Lee Timothy C, Goss John A, Rooney Cliona M, Heslop Helen E, Barshes Neal R, Caldwell Yvette M, Gee Adrian P, Scott Jaymee D, Savoldo Barbara
Michael E. DeBakey Department of Surgery, Baylor College of Medicine, Houston, TX 77030, USA.
Clin Transplant. 2006 Nov-Dec;20(6):689-94. doi: 10.1111/j.1399-0012.2006.00537.x.
Uncontrolled EBV infection leading to lymphoproliferative disease is a significant cause of morbidity in pediatric orthotopic liver transplant (OLT) recipients. Herein, we describe the use of a novel immune assay, which quantifies the lymphocyte immune response and correlates the value to risk for EBV infection.

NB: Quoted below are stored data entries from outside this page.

//   Copyright 2024 The Tether Project
//   SPDX-License-Identifier: BSD-3-Clause

//! The runtime object.
//!
//! Owns the local identity, the trust set, the registry, the connection pool
//! and the poll routes. Listeners and pollers are spawned from here and all
//! observe the node's shutdown signal; dropping the node triggers it, so
//! sockets, tasks and pooled connections are released on every exit path.

use std::{
    net::SocketAddr,
    sync::{
        atomic::{AtomicUsize, Ordering},
        Arc, Mutex,
    },
};

use log::*;
use tokio::net::TcpListener;
use tether_shutdown::{Shutdown, ShutdownSignal};

use crate::{
    builder::RuntimeConfig,
    client::Client,
    connection::pool::ConnectionPool,
    connection_manager::{friendly::FriendlyPage, Dialer, Listener, ListenerContext},
    endpoint::{Endpoint, EndpointError, EndpointTarget},
    identity::{NodeIdentity, Thumbprint, TrustSet},
    polling::Poller,
    registry::Registry,
    tls::TlsConfig,
};

const LOG_TARGET: &str = "comms::node";

pub struct TetherNode {
    identity: Arc<NodeIdentity>,
    trust: Arc<TrustSet>,
    registry: Arc<Registry>,
    config: RuntimeConfig,
    tls: TlsConfig,
    pool: Arc<ConnectionPool>,
    routes: Arc<crate::polling::PollRoutes>,
    dialer: Dialer,
    friendly: Arc<FriendlyPage>,
    shutdown: Shutdown,
    listen_addrs: Mutex<Vec<SocketAddr>>,
    accepted: Arc<AtomicUsize>,
}

impl TetherNode {
    #[allow(clippy::too_many_arguments)]
    pub(crate) fn new(
        identity: Arc<NodeIdentity>,
        trust: Arc<TrustSet>,
        registry: Arc<Registry>,
        config: RuntimeConfig,
        tls: TlsConfig,
        pool: Arc<ConnectionPool>,
        routes: Arc<crate::polling::PollRoutes>,
        dialer: Dialer,
        friendly: Arc<FriendlyPage>,
        shutdown: Shutdown,
    ) -> Self {
        Self {
            identity,
            trust,
            registry,
            config,
            tls,
            pool,
            routes,
            dialer,
            friendly,
            shutdown,
            listen_addrs: Mutex::new(Vec::new()),
            accepted: Arc::new(AtomicUsize::new(0)),
        }
    }

    /// The local certificate thumbprint, as peers will observe it.
    pub fn thumbprint(&self) -> Thumbprint {
        self.identity.thumbprint()
    }

    pub fn registry(&self) -> &Arc<Registry> {
        &self.registry
    }

    pub fn shutdown_signal(&self) -> ShutdownSignal {
        self.shutdown.to_signal()
    }

    /// Start listening on an ephemeral local port and return the bound
    /// address.
    pub async fn listen(&self) -> std::io::Result<SocketAddr> {
        self.listen_on(([127, 0, 0, 1], 0).into()).await
    }

    /// Start listening on the given address and return the bound address.
    pub async fn listen_on(&self, addr: SocketAddr) -> std::io::Result<SocketAddr> {
        let listener = TcpListener::bind(addr).await?;
        let local_addr = listener.local_addr()?;
        self.listen_addrs.lock().unwrap().push(local_addr);

        let context = ListenerContext {
            tls: self.tls.clone(),
            trust: self.trust.clone(),
            registry: self.registry.clone(),
            routes: self.routes.clone(),
            friendly: self.friendly.clone(),
            config: self.config.clone(),
            shutdown_signal: self.shutdown.to_signal(),
            accepted: self.accepted.clone(),
        };
        tokio::spawn(Listener::new(context).run(listener));
        Ok(local_addr)
    }

    /// Addresses this node is listening on.
    pub fn listen_addrs(&self) -> Vec<SocketAddr> {
        self.listen_addrs.lock().unwrap().clone()
    }

    /// Total sockets accepted across this node's listeners. One stable TCP
    /// connection serving thousands of calls counts once.
    pub fn inbound_connection_count(&self) -> usize {
        self.accepted.load(Ordering::Relaxed)
    }

    /// Add a peer thumbprint to the trust set. Effective for all subsequent
    /// handshakes.
    pub fn trust(&self, thumbprint: Thumbprint) {
        self.trust.trust(thumbprint);
    }

    pub fn revoke_trust(&self, thumbprint: &Thumbprint) -> bool {
        self.trust.revoke(thumbprint)
    }

    /// Start polling: dial the remote listener and service the given
    /// subscription as a callee, reconnecting with backoff for the life of
    /// the runtime. Accepts a bare subscription id or a `poll://` URI.
    pub fn poll(&self, subscription: &str, remote: Endpoint) -> Result<(), EndpointError> {
        let subscription_id = subscription
            .strip_prefix("poll://")
            .unwrap_or(subscription)
            .to_string();
        let (host, port) = match remote.target() {
            EndpointTarget::Tls { host, port } => (host.clone(), *port),
            EndpointTarget::Poll { .. } => {
                return Err(EndpointError::PollRemoteNotTls(remote.to_string()))
            },
        };
        info!(
            target: LOG_TARGET,
            "polling {} for subscription '{}'", remote, subscription_id
        );
        let poller = Poller::new(
            subscription_id,
            host,
            port,
            remote.expected_peer(),
            self.dialer.clone(),
            self.registry.clone(),
            self.shutdown.to_signal(),
        );
        tokio::spawn(poller.run());
        Ok(())
    }

    /// A caller bound to the given endpoint.
    pub fn client(&self, endpoint: Endpoint) -> Client {
        Client::new(
            endpoint,
            self.pool.clone(),
            self.dialer.clone(),
            self.routes.clone(),
            self.config.request_deadline,
            self.shutdown.to_signal(),
        )
    }

    /// Replace the friendly-page body served to HTTP clients; an empty
    /// string reverts to the default page.
    pub fn set_friendly_page(&self, body: &str) {
        self.friendly.set_body(body);
    }

    /// Set a header emitted verbatim on friendly-page responses.
    pub fn set_friendly_header(&self, name: &str, value: &str) {
        self.friendly.set_header(name, value);
    }

    /// Orderly shutdown: stop listeners and pollers, fail queued poll calls
    /// and drain the connection pool. In-flight dispatches get the configured
    /// grace period from their listeners.
    pub async fn shutdown(&self) {
        info!(target: LOG_TARGET, "runtime '{}' shutting down", self.thumbprint());
        self.shutdown.trigger();
        self.pool.clear().await;
    }
}

impl std::fmt::Debug for TetherNode {
    fn fmt(&self, f: &mut std::fmt::Formatter<'_>) -> std::fmt::Result {
        f.debug_struct("TetherNode")
            .field("thumbprint", &self.thumbprint())
            .field("listen_addrs", &self.listen_addrs())
            .finish()
    }
}
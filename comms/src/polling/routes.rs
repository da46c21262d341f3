//   Copyright 2024 The Tether Project
//   SPDX-License-Identifier: BSD-3-Clause

use std::{collections::HashMap, sync::Mutex};

use log::*;
use tokio::time;
use tether_shutdown::ShutdownSignal;

use super::queue::{PendingCall, PollQueue};
use crate::{connection::Connection, error::RpcError};

const LOG_TARGET: &str = "comms::polling::routes";

/// Listening-side registry of poll subscriptions: one bounded queue of
/// pending calls per subscription id, serviced by whichever connections have
/// dialed in for it.
pub(crate) struct PollRoutes {
    queues: Mutex<HashMap<String, PollQueue>>,
    queue_capacity: usize,
    shutdown_signal: ShutdownSignal,
}

impl PollRoutes {
    pub fn new(queue_capacity: usize, shutdown_signal: ShutdownSignal) -> Self {
        Self {
            queues: Mutex::new(HashMap::new()),
            queue_capacity,
            shutdown_signal,
        }
    }

    /// The queue for a subscription, created on first use. Queues outlive
    /// connections: requests enqueued during an outage wait for the next
    /// dial-in.
    fn queue(&self, subscription_id: &str) -> PollQueue {
        let mut lock = self.queues.lock().unwrap();
        lock.entry(subscription_id.to_string())
            .or_insert_with(|| PollQueue::new(self.queue_capacity))
            .clone()
    }

    /// Enqueue a pending call without waiting. A full queue fails the call
    /// rather than blocking the caller indefinitely.
    pub fn try_enqueue(&self, subscription_id: &str, call: PendingCall) -> Result<(), RpcError> {
        if self.shutdown_signal.is_triggered() {
            return Err(RpcError::Shutdown);
        }
        let queue = self.queue(subscription_id);
        queue.sender().try_send(call).map_err(|err| match err {
            tokio::sync::mpsc::error::TrySendError::Full(_) => {
                warn!(
                    target: LOG_TARGET,
                    "poll queue for subscription '{}' is full", subscription_id
                );
                RpcError::QueueFull(subscription_id.to_string())
            },
            tokio::sync::mpsc::error::TrySendError::Closed(_) => RpcError::Shutdown,
        })
    }

    /// Drive a dialed-in polling connection: pull pending calls off the
    /// subscription's queue and perform them as the caller until the
    /// connection breaks or the runtime shuts down.
    pub async fn attach_connection(&self, subscription_id: &str, mut conn: Connection) {
        let peer = conn.peer_thumbprint();
        let receiver = self.queue(subscription_id).receiver();
        let mut signal = self.shutdown_signal.clone();
        debug!(
            target: LOG_TARGET,
            "connection from peer '{}' now serving subscription '{}'", peer, subscription_id
        );

        loop {
            let call = tokio::select! {
                biased;
                _ = &mut signal => break,
                call = async { receiver.lock().await.recv().await } => match call {
                    Some(call) => call,
                    None => break,
                },
            };

            // The endpoint pins the thumbprint of the peer expected to service
            // the subscription; a different dialed-in peer fails the call and
            // loses the connection.
            if call.expected_peer != peer {
                warn!(
                    target: LOG_TARGET,
                    "subscription '{}' connection peer '{}' does not match the call's expected peer '{}'",
                    subscription_id,
                    peer,
                    call.expected_peer
                );
                let _ = call.reply.send(Err(RpcError::UntrustedPeer(peer)));
                break;
            }

            let result = time::timeout(
                call.deadline,
                conn.exchange(&call.service, &call.method, call.args, call.streams),
            )
            .await;
            match result {
                Ok(outcome) => {
                    let broke = conn.is_broken();
                    let _ = call.reply.send(outcome);
                    if broke {
                        break;
                    }
                },
                Err(_elapsed) => {
                    // In-flight bytes make the connection unsafe to reuse
                    debug!(
                        target: LOG_TARGET,
                        "call on subscription '{}' exceeded its deadline; destroying the connection",
                        subscription_id
                    );
                    let _ = call.reply.send(Err(RpcError::Timeout));
                    break;
                },
            }
        }
        debug!(
            target: LOG_TARGET,
            "connection from peer '{}' detached from subscription '{}'", peer, subscription_id
        );
    }
}
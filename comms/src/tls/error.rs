//   Copyright 2024 The Tether Project
//   SPDX-License-Identifier: BSD-3-Clause

#[derive(Debug, thiserror::Error)]
pub enum TlsError {
    #[error("TLS error: {0}")]
    Tls(#[from] rustls::Error),
    #[error("IO error during TLS negotiation: {0}")]
    Io(#[from] std::io::Error),
    #[error("peer did not present a certificate")]
    PeerCertificateMissing,
    #[error("'{0}' is not a valid server name")]
    InvalidServerName(String),
}
//   Copyright 2024 The Tether Project
//   SPDX-License-Identifier: BSD-3-Clause

//! Wire messages.
//!
//! Every structured frame on the wire is one of [`WireFrame`]'s variants,
//! encoded as an externally tagged MessagePack object: a self-describing
//! tagged union over maps, sequences and primitives. Stream attachments are
//! not part of the structured payload; frames only declare their ids and the
//! raw bytes follow out-of-band (see [`crate::framing`]).

use std::collections::BTreeMap;

use serde::{Deserialize, Serialize};

/// The single protocol version token this runtime speaks.
pub const PROTOCOL_VERSION: u32 = 1;

#[derive(Debug, thiserror::Error)]
pub enum MessageError {
    #[error("failed to encode message: {0}")]
    Encode(#[from] rmp_serde::encode::Error),
    #[error("failed to decode message: {0}")]
    Decode(#[from] rmp_serde::decode::Error),
}

#[derive(Debug, Clone, PartialEq, Serialize, Deserialize)]
pub enum WireFrame {
    IdentityAnnounce(IdentityAnnounce),
    Request(RequestFrame),
    Response(ResponseFrame),
}

impl WireFrame {
    pub fn to_wire_bytes(&self) -> Result<Vec<u8>, MessageError> {
        Ok(rmp_serde::to_vec_named(self)?)
    }

    pub fn from_wire_bytes(bytes: &[u8]) -> Result<Self, MessageError> {
        Ok(rmp_serde::from_slice(bytes)?)
    }

    pub(crate) fn variant_name(&self) -> &'static str {
        match self {
            WireFrame::IdentityAnnounce(_) => "IdentityAnnounce",
            WireFrame::Request(_) => "Request",
            WireFrame::Response(_) => "Response",
        }
    }
}

/// Exchanged immediately after the TLS handshake. A polling connection
/// declares the subscription it is servicing; listening-orientation
/// connections leave it unset.
#[derive(Debug, Clone, PartialEq, Serialize, Deserialize)]
pub struct IdentityAnnounce {
    pub protocol_version: u32,
    pub subscription_id: Option<String>,
}

#[derive(Debug, Clone, PartialEq, Serialize, Deserialize)]
pub struct RequestFrame {
    pub request_id: u64,
    pub service: String,
    pub method: String,
    pub args: Vec<RpcValue>,
    /// Ids of the stream attachments that follow this frame, in wire order.
    pub stream_ids: Vec<u64>,
}

#[derive(Debug, Clone, PartialEq, Serialize, Deserialize)]
pub struct ResponseFrame {
    pub request_id: u64,
    pub result: Result<RpcValue, ErrorDescriptor>,
    pub stream_ids: Vec<u64>,
}

/// A remote failure carried in a response. `message` is preserved verbatim;
/// `detail` carries remote stack or diagnostic text when available.
#[derive(Debug, Clone, PartialEq, Eq, Serialize, Deserialize)]
pub struct ErrorDescriptor {
    pub kind: RemoteErrorKind,
    pub message: String,
    pub detail: Option<String>,
}

#[derive(Debug, Clone, Copy, PartialEq, Eq, Serialize, Deserialize)]
pub enum RemoteErrorKind {
    ServiceNotFound,
    AmbiguousMethod,
    ServiceInvocation,
    ProtocolViolation,
    Shutdown,
}

/// An argument or result payload: primitives, small aggregates and references
/// to attached streams by id.
#[derive(Debug, Clone, PartialEq, Serialize, Deserialize)]
pub enum RpcValue {
    Null,
    Bool(bool),
    Int(i64),
    Double(f64),
    /// Arbitrary-precision decimal carried as its canonical string form.
    Decimal(String),
    Str(String),
    Bytes(Vec<u8>),
    List(Vec<RpcValue>),
    Map(BTreeMap<String, RpcValue>),
    /// Reference to a stream attachment by id.
    Stream(u64),
}

/// The declared-type shape of a value, used for overload resolution.
#[derive(Debug, Clone, Copy, PartialEq, Eq)]
pub enum ValueShape {
    Null,
    Bool,
    Int,
    Double,
    Decimal,
    Str,
    Bytes,
    List,
    Map,
    Stream,
}

impl RpcValue {
    pub fn shape(&self) -> ValueShape {
        match self {
            RpcValue::Null => ValueShape::Null,
            RpcValue::Bool(_) => ValueShape::Bool,
            RpcValue::Int(_) => ValueShape::Int,
            RpcValue::Double(_) => ValueShape::Double,
            RpcValue::Decimal(_) => ValueShape::Decimal,
            RpcValue::Str(_) => ValueShape::Str,
            RpcValue::Bytes(_) => ValueShape::Bytes,
            RpcValue::List(_) => ValueShape::List,
            RpcValue::Map(_) => ValueShape::Map,
            RpcValue::Stream(_) => ValueShape::Stream,
        }
    }

    pub fn as_i64(&self) -> Option<i64> {
        match self {
            RpcValue::Int(v) => Some(*v),
            _ => None,
        }
    }

    pub fn as_f64(&self) -> Option<f64> {
        match self {
            RpcValue::Double(v) => Some(*v),
            _ => None,
        }
    }

    pub fn as_str(&self) -> Option<&str> {
        match self {
            RpcValue::Str(v) => Some(v),
            _ => None,
        }
    }

    pub fn as_stream_id(&self) -> Option<u64> {
        match self {
            RpcValue::Stream(id) => Some(*id),
            _ => None,
        }
    }
}

#[cfg(test)]
mod test {
    use super::*;

    fn sample_request() -> WireFrame {
        let mut map = BTreeMap::new();
        map.insert("retries".to_string(), RpcValue::Int(3));
        map.insert("verbose".to_string(), RpcValue::Bool(true));
        WireFrame::Request(RequestFrame {
            request_id: 42,
            service: "telemetry".to_string(),
            method: "upload".to_string(),
            args: vec![
                RpcValue::Str("batch-7".to_string()),
                RpcValue::Double(0.25),
                RpcValue::Decimal("11.50".to_string()),
                RpcValue::Bytes(vec![0, 159, 146, 150]),
                RpcValue::List(vec![RpcValue::Null, RpcValue::Int(-1)]),
                RpcValue::Map(map),
                RpcValue::Stream(1),
            ],
            stream_ids: vec![1],
        })
    }

    #[test]
    fn request_round_trip() {
        let frame = sample_request();
        let bytes = frame.to_wire_bytes().unwrap();
        let decoded = WireFrame::from_wire_bytes(&bytes).unwrap();
        assert_eq!(frame, decoded);
    }

    #[test]
    fn response_round_trip_ok_and_err() {
        let ok = WireFrame::Response(ResponseFrame {
            request_id: 7,
            result: Ok(RpcValue::Int(1_048_591)),
            stream_ids: vec![],
        });
        let err = WireFrame::Response(ResponseFrame {
            request_id: 8,
            result: Err(ErrorDescriptor {
                kind: RemoteErrorKind::ServiceInvocation,
                message: "disk full".to_string(),
                detail: Some("at upload_batch (worker.rs:40)".to_string()),
            }),
            stream_ids: vec![9, 10],
        });
        for frame in [ok, err] {
            let decoded = WireFrame::from_wire_bytes(&frame.to_wire_bytes().unwrap()).unwrap();
            assert_eq!(frame, decoded);
        }
    }

    #[test]
    fn identity_announce_round_trip() {
        for subscription_id in [None, Some("agent-1".to_string())] {
            let frame = WireFrame::IdentityAnnounce(IdentityAnnounce {
                protocol_version: PROTOCOL_VERSION,
                subscription_id,
            });
            let decoded = WireFrame::from_wire_bytes(&frame.to_wire_bytes().unwrap()).unwrap();
            assert_eq!(frame, decoded);
        }
    }

    #[test]
    fn decode_rejects_garbage() {
        assert!(WireFrame::from_wire_bytes(&[0xc1, 0xff, 0x00]).is_err());
        assert!(WireFrame::from_wire_bytes(b"").is_err());
    }

    #[test]
    fn shapes() {
        assert_eq!(RpcValue::Int(1).shape(), ValueShape::Int);
        assert_eq!(RpcValue::Double(1.0).shape(), ValueShape::Double);
        assert_eq!(RpcValue::Decimal("1".into()).shape(), ValueShape::Decimal);
        assert_eq!(RpcValue::Stream(3).shape(), ValueShape::Stream);
    }
}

All patient data were prospectively collected between 2003 and 2005. The study included 18 pediatric liver transplant recipients, seven males and 11 females with a mean follow-up of 47 months post-OLT. Patient EBV load was monitored using real-time quantitative PCR (qPCR). The ATP release (ng/mL) of CD3+ lymphocytes after mitogenic stimulation with phytohemagluttinin (PHA; Cylex Corporation) was used to quantitate patient immune response. Patients were stratified by EBV load: low (<1000 copies/microg DNA), medium (1000-4000 copies/microg DNA), and high (>4000 copies/microg DNA).
Patients with low EBV loads had a significantly (p < 0.04) stronger immune response to PHA than patients with EBV load >1000 copies/microg DNA. Further analysis demonstrated that patients with ATP level <125 ng/mL had 100% probability of an EBV titer >4000 copies/microg DNA, when compared with 22% if the ATP level was between 125 and 400 ng/mL or only 15% if >400 ng/mL (p < 0.05). When immunosuppression was reduced, we observed an increase of the ATP release that correlated with a decrease of the EBV viral load.
In conclusion, this study investigates the use of a lymphocyte activation assay to closely measure the immunosuppression status of pediatric liver transplant recipients. Because measurement of EBV DNA load as a single parameter has a poor positive predictive value for development of PTLD, the association of these assays may be of help in the identification of patients at risk for PTLD.
不受控制的EB病毒感染导致淋巴增殖性疾病是小儿原位肝移植(OLT)受者发病的重要原因。在此,我们描述了一种新型免疫测定法的应用,该方法可量化淋巴细胞免疫反应,并将该值与EB病毒感染风险相关联。
前瞻性收集了2003年至2005年间的所有患者数据。该研究纳入了18名小儿肝移植受者,其中7名男性和11名女性,OLT术后平均随访47个月。使用实时定量PCR(qPCR)监测患者的EB病毒载量。用植物血凝素(PHA;赛莱克斯公司)进行促有丝分裂刺激后,CD3 +淋巴细胞的ATP释放量(ng/mL)用于定量患者的免疫反应。患者按EB病毒载量分层:低(<1000拷贝/μg DNA)、中(1000 - 4000拷贝/μg DNA)和高(>4000拷贝/μg DNA)。
EB病毒载量低的患者对PHA的免疫反应明显(p < 0.04)强于EB病毒载量>1000拷贝/μg DNA的患者。进一步分析表明,ATP水平<125 ng/mL的患者EB病毒滴度>4000拷贝/μg DNA的概率为100%,而ATP水平在125至400 ng/mL之间时为22%,>400 ng/mL时仅为15%(p < 0.05)。当免疫抑制降低时,我们观察到ATP释放增加,这与EB病毒载量的降低相关。
总之,本研究探讨了使用淋巴细胞活化测定法来密切监测小儿肝移植受者的免疫抑制状态。由于将EB病毒DNA载量作为单一参数进行测量对PTLD发生的阳性预测价值较差,这些测定法的联合应用可能有助于识别有PTLD风险的患者。